Sunday, January 16, 2022

A Different Penny Story

Last week after posting about pennies, I thought this penny story needed to be shared. 

My friend Cindy feels that when someone close to you dies, they remind you they are still out there, still watching you, by dropping a white feather in your path. It has happened to her many times in her life, especially when she has been thinking or talking about someone who has gone on and while you may roll your eyes and chalk it up to coincidence, it gives Cindy a measure of comfort and sweet memory.

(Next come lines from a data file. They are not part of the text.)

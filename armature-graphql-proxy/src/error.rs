//! GraphQL proxy error types.

use thiserror::Error;

use crate::OperationKind;

/// Result type for proxy operations.
pub type Result<T> = std::result::Result<T, ProxyError>;

/// A failed outbound call to the GraphQL server.
///
/// Either the request never produced a response (`status` is `None`) or the
/// server answered with a non-2xx status. The raw body is kept verbatim so
/// error hooks and callers can inspect what the upstream sent.
#[derive(Debug, Clone, Error)]
#[error("{}", self.describe())]
pub struct TransportError {
    /// HTTP status code, if a response was received.
    pub status: Option<u16>,
    /// Raw response body (empty when no response was received).
    pub body: String,
    /// Human-readable failure description.
    pub message: String,
    /// The request hit its timeout before a response arrived.
    pub timed_out: bool,
}

impl TransportError {
    /// Create an error for a non-2xx response.
    pub fn status(status: u16, body: impl Into<String>) -> Self {
        Self {
            status: Some(status),
            body: body.into(),
            message: format!("upstream responded with status {}", status),
            timed_out: false,
        }
    }

    /// Create an error for a request that produced no response.
    pub fn network(message: impl Into<String>) -> Self {
        Self {
            status: None,
            body: String::new(),
            message: message.into(),
            timed_out: false,
        }
    }

    /// Create an error for a request that timed out.
    pub fn timeout(message: impl Into<String>) -> Self {
        Self {
            timed_out: true,
            ..Self::network(message)
        }
    }

    /// Parse the raw body as JSON, if it is JSON.
    pub fn body_json(&self) -> Option<serde_json::Value> {
        serde_json::from_str(&self.body).ok()
    }

    fn describe(&self) -> String {
        match self.status {
            Some(status) => format!("{} ({}): {}", self.message, status, self.body),
            None => self.message.clone(),
        }
    }
}

impl From<reqwest::Error> for TransportError {
    fn from(err: reqwest::Error) -> Self {
        if err.is_timeout() {
            return Self::timeout(format!("upstream request timed out: {}", err));
        }
        Self {
            status: err.status().map(|s| s.as_u16()),
            body: String::new(),
            message: err.to_string(),
            timed_out: false,
        }
    }
}

/// GraphQL proxy errors.
#[derive(Debug, Error)]
pub enum ProxyError {
    /// Outbound request failed and no error hook absorbed it.
    #[error("Transport error: {0}")]
    Transport(#[from] TransportError),

    /// The operation name is not known to the document registry.
    #[error("Unknown operation: {0}")]
    UnknownOperation(String),

    /// The inbound call used a method the operation kind does not accept.
    #[error("Method {method} not allowed for {kind} operations")]
    MethodNotAllowed {
        /// Method used by the inbound call.
        method: String,
        /// Kind of the requested operation.
        kind: OperationKind,
    },

    /// The inbound route kind does not match the registered operation kind.
    #[error("Operation {name} is a {actual}, not a {expected}")]
    KindMismatch {
        /// Operation name.
        name: String,
        /// Kind requested by the inbound route.
        expected: OperationKind,
        /// Kind declared by the registry.
        actual: OperationKind,
    },

    /// Variables could not be decoded from the inbound call.
    #[error("Invalid variables: {0}")]
    InvalidVariables(String),

    /// A hook failed.
    #[error("Hook error: {0}")]
    Hook(String),

    /// A hook failed with an explicit HTTP-equivalent status.
    #[error("{message}")]
    Status {
        /// HTTP-equivalent status code.
        status: u16,
        /// Error message.
        message: String,
    },

    /// JSON serialization/deserialization error.
    #[error("JSON error: {0}")]
    Json(#[from] serde_json::Error),

    /// Configuration error.
    #[error("Configuration error: {0}")]
    Config(String),
}

impl ProxyError {
    /// Create a generic hook error.
    pub fn hook(message: impl Into<String>) -> Self {
        Self::Hook(message.into())
    }

    /// Create an error carrying an explicit status code.
    pub fn with_status(status: u16, message: impl Into<String>) -> Self {
        Self::Status {
            status,
            message: message.into(),
        }
    }

    /// Check if this is an outbound transport error.
    pub fn is_transport_error(&self) -> bool {
        matches!(self, Self::Transport(_))
    }

    /// Get the transport error, if this is one.
    pub fn transport_error(&self) -> Option<&TransportError> {
        match self {
            Self::Transport(err) => Some(err),
            _ => None,
        }
    }

    /// HTTP-equivalent status code for the inbound response.
    pub fn status_code(&self) -> u16 {
        match self {
            Self::Transport(err) if err.timed_out => 504,
            Self::Transport(err) => err.status.unwrap_or(502),
            Self::UnknownOperation(_) => 404,
            Self::MethodNotAllowed { .. } => 405,
            Self::KindMismatch { .. } | Self::InvalidVariables(_) => 400,
            Self::Status { status, .. } => *status,
            Self::Hook(_) | Self::Json(_) | Self::Config(_) => 500,
        }
    }
}
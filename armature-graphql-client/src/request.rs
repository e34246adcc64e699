//! Invocation arguments.

use armature_graphql_proxy::{normalize_variables, wire, OperationKey, OperationKind};
use serde::Serialize;
use serde_json::{Map, Value};
use std::collections::HashMap;
use std::time::Duration;

use crate::Result;

/// Per-call options for the request to the proxy.
#[derive(Debug, Clone, Default, PartialEq)]
pub struct FetchOptions {
    /// Extra headers for this call.
    pub headers: Vec<(String, String)>,
    /// Timeout for this call.
    pub timeout: Option<Duration>,
    /// Values forwarded to the server-side hooks as client context.
    pub client_context: HashMap<String, String>,
}

impl FetchOptions {
    /// Create empty options.
    pub fn new() -> Self {
        Self::default()
    }

    /// Add a header for this call.
    pub fn header(mut self, name: impl Into<String>, value: impl Into<String>) -> Self {
        self.headers.push((name.into(), value.into()));
        self
    }

    /// Set a custom timeout for this call.
    pub fn timeout(mut self, timeout: Duration) -> Self {
        self.timeout = Some(timeout);
        self
    }

    /// Add a client context value.
    pub fn client_context(mut self, key: impl Into<String>, value: impl Into<String>) -> Self {
        self.client_context.insert(key.into(), value.into());
        self
    }
}

/// Object-shaped invocation arguments.
#[derive(Debug, Clone, Default, PartialEq)]
pub struct InvokeArgs {
    /// Operation name.
    pub name: String,
    /// Operation variables.
    pub variables: Option<Value>,
    /// Options for the request to the proxy.
    pub fetch_options: FetchOptions,
}

impl InvokeArgs {
    /// Arguments for an operation without variables.
    pub fn new(name: impl Into<String>) -> Self {
        Self {
            name: name.into(),
            ..Default::default()
        }
    }

    /// Set variables from a JSON value.
    pub fn variables(mut self, variables: Value) -> Self {
        self.variables = Some(variables);
        self
    }

    /// Set variables from any serializable value.
    pub fn variables_from<T: Serialize>(mut self, variables: &T) -> Result<Self> {
        self.variables = Some(serde_json::to_value(variables)?);
        Ok(self)
    }

    /// Set a single variable.
    ///
    /// Variables that are not a JSON object are replaced by an object holding
    /// only this entry.
    pub fn variable(mut self, name: impl Into<String>, value: impl Into<Value>) -> Self {
        let mut map = match self.variables.take() {
            Some(Value::Object(map)) => map,
            _ => Map::new(),
        };
        map.insert(name.into(), value.into());
        self.variables = Some(Value::Object(map));
        self
    }

    /// Set the fetch options.
    pub fn fetch_options(mut self, options: FetchOptions) -> Self {
        self.fetch_options = options;
        self
    }
}

impl From<&str> for InvokeArgs {
    fn from(name: &str) -> Self {
        Self::new(name)
    }
}

impl From<String> for InvokeArgs {
    fn from(name: String) -> Self {
        Self::new(name)
    }
}

/// A call to the proxy, as sent by a transport.
#[derive(Debug, Clone, PartialEq)]
pub struct ProxyRequest {
    /// Operation kind.
    pub kind: OperationKind,
    /// Operation name.
    pub name: String,
    /// Variables; empty variables are normalized to `None`.
    pub variables: Option<Value>,
    /// Fetch options.
    pub options: FetchOptions,
}

impl ProxyRequest {
    /// Build a request from invocation arguments.
    pub fn new(kind: OperationKind, args: InvokeArgs) -> Self {
        Self {
            kind,
            name: args.name,
            variables: normalize_variables(args.variables),
            options: args.fetch_options,
        }
    }

    /// Cache key of this call.
    pub fn key(&self) -> OperationKey {
        OperationKey::build(self.kind, &self.name, self.variables.as_ref())
    }

    /// Route path below the proxy prefix.
    pub fn path(&self, prefix: &str) -> String {
        format!("{}/{}/{}", prefix.trim_end_matches('/'), self.kind, self.name)
    }

    /// Query string: variables for queries, client context for both kinds.
    pub fn query_string(&self) -> Result<String> {
        let variables = match self.kind {
            OperationKind::Query => self.variables.as_ref(),
            OperationKind::Mutation => None,
        };
        Ok(wire::encode_query_string(variables, &self.options.client_context)?)
    }

    /// JSON body for mutations.
    pub fn body(&self) -> Option<Value> {
        match self.kind {
            OperationKind::Query => None,
            OperationKind::Mutation => Some(
                self.variables
                    .clone()
                    .unwrap_or_else(|| Value::Object(Default::default())),
            ),
        }
    }

    /// Path and query string.
    pub fn uri(&self, prefix: &str) -> Result<String> {
        let path = self.path(prefix);
        let query = self.query_string()?;
        if query.is_empty() {
            Ok(path)
        } else {
            Ok(format!("{}?{}", path, query))
        }
    }
}
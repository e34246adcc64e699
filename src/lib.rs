// Armature GraphQL Middleware
//
// Named-operation GraphQL proxy for Armature servers, and the client that
// calls it.

// Re-export the proxy
pub use armature_graphql_proxy::*;

// Re-export the client
#[cfg(feature = "client")]
pub use armature_graphql_client as client;

// Prelude for common imports
pub mod prelude {
    pub use crate::{
        DocumentRegistry, GraphQLProxy, GraphQLResponse, HookSet, InboundCall, InboundResponse,
        OperationKey, OperationKind, ProxyConfig, ProxyError, StaticDocumentRegistry,
        TransportError, TransportOptions,
    };

    #[cfg(feature = "client")]
    pub use crate::client::{
        FetchOptions, GraphQLClient, GraphQLClientConfig, InMemoryPayloadCache,
        InProcessTransport, InvokeArgs, PayloadCache, QueryState, QueryWatcher, WatchOptions,
    };
}
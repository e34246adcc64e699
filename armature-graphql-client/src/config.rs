//! GraphQL client configuration.

use armature_graphql_proxy::DEFAULT_API_PREFIX;
use std::time::Duration;

/// GraphQL client configuration.
#[derive(Debug, Clone)]
pub struct GraphQLClientConfig {
    /// Origin of the server hosting the proxy routes.
    pub base_url: String,
    /// Route prefix of the proxy (`{prefix}/query/{name}`).
    pub api_prefix: String,
    /// Request timeout. `None` leaves calls unbounded unless fetch options
    /// set one.
    pub timeout: Option<Duration>,
    /// Default headers for all requests.
    pub default_headers: Vec<(String, String)>,
    /// User agent string.
    pub user_agent: String,
}

impl Default for GraphQLClientConfig {
    fn default() -> Self {
        Self {
            base_url: "http://localhost:3000".to_string(),
            api_prefix: DEFAULT_API_PREFIX.to_string(),
            timeout: None,
            default_headers: Vec::new(),
            user_agent: format!("armature-graphql-client/{}", env!("CARGO_PKG_VERSION")),
        }
    }
}

impl GraphQLClientConfig {
    /// Create a new configuration builder.
    pub fn builder() -> GraphQLClientConfigBuilder {
        GraphQLClientConfigBuilder::default()
    }

    /// Create configuration for a specific origin.
    pub fn new(base_url: impl Into<String>) -> Self {
        Self {
            base_url: base_url.into(),
            ..Default::default()
        }
    }
}

/// Builder for GraphQL client configuration.
#[derive(Debug, Default)]
pub struct GraphQLClientConfigBuilder {
    config: GraphQLClientConfig,
}

impl GraphQLClientConfigBuilder {
    /// Set the proxy origin.
    pub fn base_url(mut self, base_url: impl Into<String>) -> Self {
        self.config.base_url = base_url.into();
        self
    }

    /// Set the proxy route prefix.
    pub fn api_prefix(mut self, prefix: impl Into<String>) -> Self {
        self.config.api_prefix = prefix.into();
        self
    }

    /// Set the request timeout.
    pub fn timeout(mut self, timeout: Duration) -> Self {
        self.config.timeout = Some(timeout);
        self
    }

    /// Add a default header.
    pub fn header(mut self, name: impl Into<String>, value: impl Into<String>) -> Self {
        self.config
            .default_headers
            .push((name.into(), value.into()));
        self
    }

    /// Set user agent string.
    pub fn user_agent(mut self, user_agent: impl Into<String>) -> Self {
        self.config.user_agent = user_agent.into();
        self
    }

    /// Build the configuration.
    pub fn build(self) -> GraphQLClientConfig {
        self.config
    }
}

#[cfg(test)]
mod tests {
    use super::*;

    #[test]
    fn test_defaults_leave_timeout_unset() {
        let config = GraphQLClientConfig::default();
        assert!(config.timeout.is_none());
        assert_eq!(config.api_prefix, DEFAULT_API_PREFIX);
    }

    #[test]
    fn test_builder_sets_timeout() {
        let config = GraphQLClientConfig::builder()
            .base_url("http://localhost:8080")
            .timeout(Duration::from_secs(5))
            .build();
        assert_eq!(config.timeout, Some(Duration::from_secs(5)));
        assert_eq!(config.base_url, "http://localhost:8080");
    }
}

I've had a white feather incident once or twice in recent years, but not so much that I look for white feathers. I have no problem embracing the idea that the line between us the living and them the dead is a fine one indeed, the sheerest of curtains, the briefest of breaths. I just am perhaps not as aware or tuned into that other world. 

It amuses me writing that last line, given my close tenancy with Death, who has yet to evict me. Maybe I need to be pay more attention. And maybe I am paying more attention than I think. Hence my penny story.

Earlier this week I came across two shoeboxes of photos from Aunt Ginger's stash. I had gone through many of her photos back in 2017, when I moved her from her apartment to assisted living. These were boxes I had not gotten to and then misplaced. I am now going through those boxes slowly, again thinking of which photos to pass on to my cousins or my brothers, which to throw away because they have no connection to any of us in the family.

In doing so, I came across this photo, with 1958 penciled in Ginger's hand on the back of it:


I know that room, I know that life. The little girl, looking fearful almost, is me. Judging my size and what I am wearing, I suspect this is autumn of 1958 and I would have been two and a half years old. The woman I am leaning against, who has reached back to hold me close, is my grandmother Skatzes. She would have been 65 years old in 1958, the age I am now. I do not remember her hair still having color to it, nor her ever wearing anything less than a full bib apron (she always wore an apron), but after over six decades, I am sure there are other very young impressions that have been replaced by my impression when I was older.

We are in the living room of the house on Flax Street, the house my grandfather, probably with the help of his father, built, the house my mother was born in, the house I lived in until I was 14. The teapot on the gas stove (the house had no central heat) was Grandma's way of keeping some moisture in the air. Every stove in the house had a teapot on it for that very purpose. The bric-a-brac corner shelf on the wall would have been my grandfather's work; for all the evil he brought to the family, he was a skillful woodworker whose pieces decorated our homes.

That was on Tuesday. On Thursday, taking a long, long walk, I crossed the river (one of the visible and invisible dividing lines in this community) and walked around the East side, looping over the street that would carry me down the hill and around the corner to the intersection of Flax and Carlisle. My grandparents' house sits at that T-intersection on the northeast corner. I walked by the house, glancing up at the windows. I then looked down as I made ready to cross Flax. And there, in the middle of the intersection where Carlisle tees into Flax, was this:


Of course I picked it up and carried it home.

Pennies from heaven? A hug from my grandmother? Just a stray coin? 

Or maybe all of the above. 

2 comments:

Laurie said...

A beautiful story. I too am of the pennies from heaven contingent, and have a special handmade wood bowl which holds them all. Little hellos from beyond the veil.

Out My window said...

What a lovely memory. I remember those heaters and how cold the house was unless you were standing right by it.